→ **Entries taken from a collection**
※ ※ ※

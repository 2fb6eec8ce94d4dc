//! The duplex peer channel between the two compute parties.
//!
//! Every exchange on this channel is role-ordered: P0 writes then reads,
//! P1 reads then writes. Both parties run the same exchange at the same
//! point of the lockstep query loop, so the asymmetric schedule is enough
//! to avoid deadlock on the single stream. Values travel as big-endian
//! u64; the barrier frames (see [`crate::barrier`]) use native-order u32.

use tokio::io::{AsyncRead, AsyncReadExt, AsyncWrite, AsyncWriteExt};

use oblivrec_core::wire::{VEC_PAIR_MAGIC, VEC_PAIR_VERSION};
use oblivrec_core::{Ring64, RingVec, Role, WireError};

use crate::error::ProtocolError;

pub struct PeerChannel<S> {
    role: Role,
    stream: S,
}

impl<S> PeerChannel<S>
where
    S: AsyncRead + AsyncWrite + Unpin + Send,
{
    pub fn new(role: Role, stream: S) -> Self {
        PeerChannel { role, stream }
    }

    pub fn role(&self) -> Role {
        self.role
    }

    async fn send_values(&mut self, values: &[Ring64]) -> Result<(), ProtocolError> {
        let mut buf = Vec::with_capacity(values.len() * 8);
        for v in values {
            buf.extend_from_slice(&v.into_inner().to_be_bytes());
        }
        self.stream.write_all(&buf).await?;
        self.stream.flush().await?;
        Ok(())
    }

    async fn recv_values(&mut self, count: usize) -> Result<Vec<Ring64>, ProtocolError> {
        let mut out = Vec::with_capacity(count);
        for _ in 0..count {
            out.push(Ring64::new(self.stream.read_u64().await?));
        }
        Ok(out)
    }

    /// Exchange a fixed-size batch of ring values with the peer under the
    /// role-ordered schedule.
    pub async fn exchange(&mut self, mine: &[Ring64]) -> Result<Vec<Ring64>, ProtocolError> {
        match self.role {
            Role::P0 => {
                self.send_values(mine).await?;
                self.recv_values(mine.len()).await
            }
            Role::P1 => {
                let theirs = self.recv_values(mine.len()).await?;
                self.send_values(mine).await?;
                Ok(theirs)
            }
        }
    }

    /// The Beaver exchange: two u64 each way.
    pub async fn exchange_pair(
        &mut self,
        a: Ring64,
        b: Ring64,
    ) -> Result<(Ring64, Ring64), ProtocolError> {
        let theirs = self.exchange(&[a, b]).await?;
        Ok((theirs[0], theirs[1]))
    }

    /// The DPF diff exchange: one u64 each way.
    pub async fn exchange_one(&mut self, value: Ring64) -> Result<Ring64, ProtocolError> {
        let theirs = self.exchange(&[value]).await?;
        Ok(theirs[0])
    }

    async fn send_vec_pair(
        &mut self,
        query_idx: u32,
        x: &RingVec,
        y: &RingVec,
    ) -> Result<(), ProtocolError> {
        let mut buf = Vec::with_capacity(20 + (x.len() + y.len()) * 8);
        buf.extend_from_slice(&VEC_PAIR_MAGIC.to_be_bytes());
        buf.extend_from_slice(&VEC_PAIR_VERSION.to_be_bytes());
        buf.extend_from_slice(&query_idx.to_be_bytes());
        buf.extend_from_slice(&(x.len() as u32).to_be_bytes());
        buf.extend_from_slice(&(y.len() as u32).to_be_bytes());
        for v in x.iter().chain(y.iter()) {
            buf.extend_from_slice(&v.into_inner().to_be_bytes());
        }
        self.stream.write_all(&buf).await?;
        self.stream.flush().await?;
        Ok(())
    }

    async fn recv_vec_pair(
        &mut self,
        query_idx: u32,
    ) -> Result<(RingVec, RingVec), ProtocolError> {
        let magic = self.stream.read_u32().await?;
        if magic != VEC_PAIR_MAGIC {
            return Err(WireError::BadMagic {
                expected: VEC_PAIR_MAGIC,
                got: magic,
            }
            .into());
        }
        let version = self.stream.read_u32().await?;
        if version != VEC_PAIR_VERSION {
            return Err(WireError::BadHeader(format!("vector exchange version {version}")).into());
        }
        let peer_idx = self.stream.read_u32().await?;
        if peer_idx != query_idx {
            return Err(ProtocolError::QueryIndexMismatch {
                expected: query_idx,
                got: peer_idx,
            });
        }
        let len_x = self.stream.read_u32().await? as usize;
        let len_y = self.stream.read_u32().await? as usize;
        let x = RingVec::new(self.recv_values(len_x).await?);
        let y = RingVec::new(self.recv_values(len_y).await?);
        Ok((x, y))
    }

    /// Exchange two masked vectors (the Du–Atallah round), framed with the
    /// `DXCH` header carrying the query index for cross-query sanity.
    pub async fn exchange_vec_pair(
        &mut self,
        query_idx: u32,
        x: &RingVec,
        y: &RingVec,
    ) -> Result<(RingVec, RingVec), ProtocolError> {
        let theirs = match self.role {
            Role::P0 => {
                self.send_vec_pair(query_idx, x, y).await?;
                self.recv_vec_pair(query_idx).await?
            }
            Role::P1 => {
                let theirs = self.recv_vec_pair(query_idx).await?;
                self.send_vec_pair(query_idx, x, y).await?;
                theirs
            }
        };
        if theirs.0.len() != x.len() || theirs.1.len() != y.len() {
            return Err(WireError::LengthMismatch {
                expected: x.len(),
                got: theirs.0.len(),
            }
            .into());
        }
        Ok(theirs)
    }

    pub(crate) async fn send_u32_native(&mut self, value: u32) -> Result<(), ProtocolError> {
        self.stream.write_all(&value.to_ne_bytes()).await?;
        self.stream.flush().await?;
        Ok(())
    }

    pub(crate) async fn recv_u32_native(&mut self) -> Result<u32, ProtocolError> {
        let mut buf = [0u8; 4];
        self.stream.read_exact(&mut buf).await?;
        Ok(u32::from_ne_bytes(buf))
    }
}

※ ※ ※

→ **AIM OF THE TASK**
Print the lines above from the one with "out.push(Ring64::new(self.stream.read_u64().await?));" through the one with "for v in x.iter().chain(y.iter())", both included, exactly as written and nothing more.

→ **TASK RESPONSE**
            out.push(Ring64::new(self.stream.read_u64().await?));
        }
        Ok(out)
    }

    /// Exchange a fixed-size batch of ring values with the peer under the
    /// role-ordered schedule.
    pub async fn exchange(&mut self, mine: &[Ring64]) -> Result<Vec<Ring64>, ProtocolError> {
        match self.role {
            Role::P0 => {
                self.send_values(mine).await?;
                self.recv_values(mine.len()).await
            }
            Role::P1 => {
                let theirs = self.recv_values(mine.len()).await?;
                self.send_values(mine).await?;
                Ok(theirs)
            }
        }
    }

    /// The Beaver exchange: two u64 each way.
    pub async fn exchange_pair(
        &mut self,
        a: Ring64,
        b: Ring64,
    ) -> Result<(Ring64, Ring64), ProtocolError> {
        let theirs = self.exchange(&[a, b]).await?;
        Ok((theirs[0], theirs[1]))
    }

    /// The DPF diff exchange: one u64 each way.
    pub async fn exchange_one(&mut self, value: Ring64) -> Result<Ring64, ProtocolError> {
        let theirs = self.exchange(&[value]).await?;
        Ok(theirs[0])
    }

    async fn send_vec_pair(
        &mut self,
        query_idx: u32,
        x: &RingVec,
        y: &RingVec,
    ) -> Result<(), ProtocolError> {
        let mut buf = Vec::with_capacity(20 + (x.len() + y.len()) * 8);
        buf.extend_from_slice(&VEC_PAIR_MAGIC.to_be_bytes());
        buf.extend_from_slice(&VEC_PAIR_VERSION.to_be_bytes());
        buf.extend_from_slice(&query_idx.to_be_bytes());
        buf.extend_from_slice(&(x.len() as u32).to_be_bytes());
        buf.extend_from_slice(&(y.len() as u32).to_be_bytes());
        for v in x.iter().chain(y.iter()) {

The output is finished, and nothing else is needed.